▶ _MATERIALS PROVIDED_:
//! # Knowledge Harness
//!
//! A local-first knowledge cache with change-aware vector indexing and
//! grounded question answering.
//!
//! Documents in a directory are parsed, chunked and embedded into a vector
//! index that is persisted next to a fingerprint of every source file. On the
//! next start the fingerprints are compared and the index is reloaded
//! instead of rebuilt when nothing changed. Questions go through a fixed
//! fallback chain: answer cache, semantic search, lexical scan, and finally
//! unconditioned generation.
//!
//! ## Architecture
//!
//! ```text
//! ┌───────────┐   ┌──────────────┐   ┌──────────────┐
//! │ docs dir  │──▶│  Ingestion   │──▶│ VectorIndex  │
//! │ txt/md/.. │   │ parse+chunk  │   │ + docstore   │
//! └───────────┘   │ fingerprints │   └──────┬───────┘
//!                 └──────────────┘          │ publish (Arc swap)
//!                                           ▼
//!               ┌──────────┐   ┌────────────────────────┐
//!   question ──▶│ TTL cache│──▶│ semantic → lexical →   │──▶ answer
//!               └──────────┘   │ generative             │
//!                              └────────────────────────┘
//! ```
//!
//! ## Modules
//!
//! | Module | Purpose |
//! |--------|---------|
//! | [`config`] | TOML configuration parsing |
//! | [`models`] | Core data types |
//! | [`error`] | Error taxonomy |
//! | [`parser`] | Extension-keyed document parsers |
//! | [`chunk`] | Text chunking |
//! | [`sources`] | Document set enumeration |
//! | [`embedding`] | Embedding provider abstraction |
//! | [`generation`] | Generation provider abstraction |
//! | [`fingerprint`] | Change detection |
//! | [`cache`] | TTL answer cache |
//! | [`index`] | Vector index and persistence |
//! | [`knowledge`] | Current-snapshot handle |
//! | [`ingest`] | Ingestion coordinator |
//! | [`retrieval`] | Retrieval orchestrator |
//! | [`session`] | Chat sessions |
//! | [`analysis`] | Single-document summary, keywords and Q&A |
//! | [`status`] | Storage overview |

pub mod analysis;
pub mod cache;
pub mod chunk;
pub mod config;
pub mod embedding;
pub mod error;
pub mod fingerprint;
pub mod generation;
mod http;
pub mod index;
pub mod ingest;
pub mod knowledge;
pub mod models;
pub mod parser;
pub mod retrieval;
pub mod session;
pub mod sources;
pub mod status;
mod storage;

▶ _ABOUT THIS EXERCISE_: Based on the records above, count the lines in which "fingerprints" occurs and provide only the number.

▶ _SOLUTION TO THE EXERCISE_: 2